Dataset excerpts
==============================
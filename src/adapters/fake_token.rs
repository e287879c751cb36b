//! Simulated token speaking the line protocol
//!
//! Parses the commands it receives, keeps its own device secret and user
//! seed, and signs with real ed25519 keys so callers can verify results.
//! It also records protocol misuse: a command written while the previous
//! answer is still unread counts as an interleaving violation.

#[cfg(test)]
use crate::error::TransportError;
#[cfg(test)]
use crate::model::Verb;
#[cfg(test)]
use crate::ports::Transport;
#[cfg(test)]
use ed25519_dalek::{Signer, SigningKey};
#[cfg(test)]
use sha2::{Digest, Sha256};
#[cfg(test)]
use std::collections::VecDeque;
#[cfg(test)]
use std::sync::{Arc, Mutex};

#[cfg(test)]
#[derive(Debug)]
struct FakeTokenState {
    device_secret: [u8; 32],
    user_seed: Option<[u8; 32]>,
    input: Vec<u8>,
    output: VecDeque<u8>,
    chunk_size: usize,
    noise_lines: usize,
    deny_confirmation: bool,
    commands: Vec<String>,
    violations: usize,
}

#[cfg(test)]
#[derive(Debug, Clone)]
pub struct FakeToken {
    state: Arc<Mutex<FakeTokenState>>,
}

#[cfg(test)]
impl FakeToken {
    /// Token straight out of formatting: no user seed yet.
    pub fn unprovisioned() -> Self {
        Self {
            state: Arc::new(Mutex::new(FakeTokenState {
                device_secret: [0x44; 32],
                user_seed: None,
                input: Vec::new(),
                output: VecDeque::new(),
                chunk_size: 7,
                noise_lines: 2,
                deny_confirmation: false,
                commands: Vec::new(),
                violations: 0,
            })),
        }
    }

    pub fn provisioned() -> Self {
        let token = Self::unprovisioned();
        token.lock().user_seed = Some([0x11; 32]);
        token
    }

    /// Number of diagnostic lines printed before every answer.
    pub fn with_noise_lines(self, noise_lines: usize) -> Self {
        self.lock().noise_lines = noise_lines;
        self
    }

    /// Largest number of bytes a single read hands out.
    pub fn with_chunk_size(self, chunk_size: usize) -> Self {
        self.lock().chunk_size = chunk_size.max(1);
        self
    }

    /// Simulate the user not pressing the button.
    pub fn denying_confirmation(self) -> Self {
        self.lock().deny_confirmation = true;
        self
    }

    /// Key the token derives for `usage`.
    pub fn signing_key(&self, usage: &str) -> SigningKey {
        let state = self.lock();
        Self::derive_key(&state, usage)
    }

    pub fn user_seed(&self) -> Option<[u8; 32]> {
        self.lock().user_seed
    }

    pub fn device_secret(&self) -> [u8; 32] {
        self.lock().device_secret
    }

    /// Command lines received so far, in arrival order.
    pub fn commands(&self) -> Vec<String> {
        self.lock().commands.clone()
    }

    pub fn violations(&self) -> usize {
        self.lock().violations
    }

    fn lock(&self) -> std::sync::MutexGuard<'_, FakeTokenState> {
        self.state.lock().expect("fake token lock poisoned")
    }

    fn derive_key(state: &FakeTokenState, usage: &str) -> SigningKey {
        let mut hasher = Sha256::new();
        hasher.update(state.device_secret);
        hasher.update(state.user_seed.unwrap_or_default());
        hasher.update(usage.as_bytes());
        let secret: [u8; 32] = hasher.finalize().into();
        SigningKey::from_bytes(&secret)
    }

    fn execute(state: &mut FakeTokenState, line: &str) -> Option<String> {
        if line.is_empty() {
            return None;
        }
        state.commands.push(line.to_string());

        let fields: Vec<&str> = line.split(',').collect();
        let needs_confirmation = fields[0]
            .strip_prefix('+')
            .and_then(Verb::from_wire)
            .is_some_and(|verb| verb.policy().requires_confirmation);
        if needs_confirmation && state.deny_confirmation {
            return Some("+ERR,user cancelled".to_string());
        }

        let answer = match (fields[0], &fields[1..]) {
            ("+PUBKEY", [identity]) => match (state.user_seed, identity.strip_prefix("ed25519-")) {
                (None, _) => "+ERR,user seed not set".to_string(),
                (Some(_), Some(usage)) => {
                    let key = Self::derive_key(state, usage);
                    format!("+OK,{}", hex::encode(key.verifying_key().as_bytes()))
                }
                (Some(_), None) => "+ERR,unknown key type".to_string(),
            },
            ("+SIGN", [identity, data]) => {
                match (state.user_seed, identity.strip_prefix("ed25519-"), hex::decode(data)) {
                    (Some(_), Some(usage), Ok(data)) => {
                        let key = Self::derive_key(state, usage);
                        format!("+OK,{}", hex::encode(key.sign(&data).to_bytes()))
                    }
                    (None, _, _) => "+ERR,user seed not set".to_string(),
                    _ => "+ERR,bad request".to_string(),
                }
            }
            ("+FORMAT", [entropy]) => match hex::decode(entropy) {
                Ok(bytes) if bytes.len() == 32 => {
                    state.device_secret.copy_from_slice(&bytes);
                    state.user_seed = None;
                    "+OK".to_string()
                }
                _ => "+ERR,bad entropy".to_string(),
            },
            ("+USERSEED", [hash]) => match hex::decode(hash) {
                Ok(bytes) if bytes.len() == 32 => {
                    let mut seed = [0u8; 32];
                    seed.copy_from_slice(&bytes);
                    state.user_seed = Some(seed);
                    "+OK".to_string()
                }
                _ => "+ERR,bad seed".to_string(),
            },
            ("+WEBPWD", [label]) => match state.user_seed {
                Some(_) => {
                    let mut hasher = Sha256::new();
                    hasher.update(Self::derive_key(state, "webpwd").as_bytes());
                    hasher.update(label.as_bytes());
                    format!("+OK,{}", hex::encode(hasher.finalize()))
                }
                None => "+ERR,user seed not set".to_string(),
            },
            _ => "+ERR,unknown command".to_string(),
        };
        Some(answer)
    }
}

#[cfg(test)]
impl Transport for FakeToken {
    fn write_all(&mut self, bytes: &[u8]) -> Result<(), TransportError> {
        let mut state = self.lock();
        if !state.output.is_empty() {
            state.violations += 1;
        }
        state.input.extend_from_slice(bytes);

        while let Some(pos) = state.input.iter().position(|b| *b == b'\n') {
            let raw: Vec<u8> = state.input.drain(..=pos).collect();
            let line = String::from_utf8_lossy(&raw[..pos]).into_owned();
            if let Some(answer) = Self::execute(&mut state, &line) {
                let verb = line.split(',').next().unwrap_or_default().to_string();
                for i in 0..state.noise_lines {
                    let noise = format!("dev: {verb} step {i}\r\n");
                    state.output.extend(noise.as_bytes());
                }
                state.output.extend(answer.as_bytes());
                state.output.extend(b"\r\n");
            }
        }
        Ok(())
    }

    fn read_chunk(&mut self, buf: &mut [u8]) -> Result<usize, TransportError> {
        let mut state = self.lock();
        let n = state.output.len().min(state.chunk_size).min(buf.len());
        for (slot, byte) in buf.iter_mut().zip(state.output.drain(..n)) {
            *slot = byte;
        }
        Ok(n)
    }
}

#[cfg(test)]
mod tests {
    use super::*;
    use crate::contract_tests_for;
    use crate::ports::contract_tests::transport_contract;

    fn read_all(token: &mut FakeToken) -> String {
        let mut out = Vec::new();
        let mut buf = [0u8; 64];
        loop {
            let n = token.read_chunk(&mut buf).unwrap();
            if n == 0 {
                return String::from_utf8(out).unwrap();
            }
            out.extend_from_slice(&buf[..n]);
        }
    }

    #[test]
    fn test_unprovisioned_token_reports_missing_seed() {
        let mut token = FakeToken::unprovisioned().with_noise_lines(0);
        token.write_all(b"+PUBKEY,ed25519-ssh-0\n").unwrap();
        assert_eq!(read_all(&mut token), "+ERR,user seed not set\r\n");
    }

    #[test]
    fn test_reset_line_produces_no_output() {
        let mut token = FakeToken::provisioned();
        token.write_all(b"\n").unwrap();
        assert_eq!(read_all(&mut token), "");
        assert!(token.commands().is_empty());
    }

    #[test]
    fn test_write_before_reading_answer_is_a_violation() {
        let mut token = FakeToken::provisioned();
        token.write_all(b"+PUBKEY,ed25519-ssh-0\n").unwrap();
        token.write_all(b"+PUBKEY,ed25519-ssh-0\n").unwrap();
        assert_eq!(token.violations(), 1);
    }

    contract_tests_for!(
        fake_token_contract,
        make = FakeToken::provisioned,
        tests = {
            test_idle_read_returns_zero => transport_contract::test_idle_read_returns_zero,
            test_command_produces_sentinel_line => transport_contract::test_command_produces_sentinel_line,
            test_drain_discards_pending_output => transport_contract::test_drain_discards_pending_output,
        }
    );
}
==============================
_WHAT TO DO:_ Restate, please, word for word the span of records running from the first line to the line bearing "while the previous", both included, and nothing outside it.

_EXERCISE RESULT:_
filename src/adapters/fake_token.rs
repository e287879c751cb36b
//! Simulated token speaking the line protocol
//!
//! Parses the commands it receives, keeps its own device secret and user
//! seed, and signs with real ed25519 keys so callers can verify results.
//! It also records protocol misuse: a command written while the previous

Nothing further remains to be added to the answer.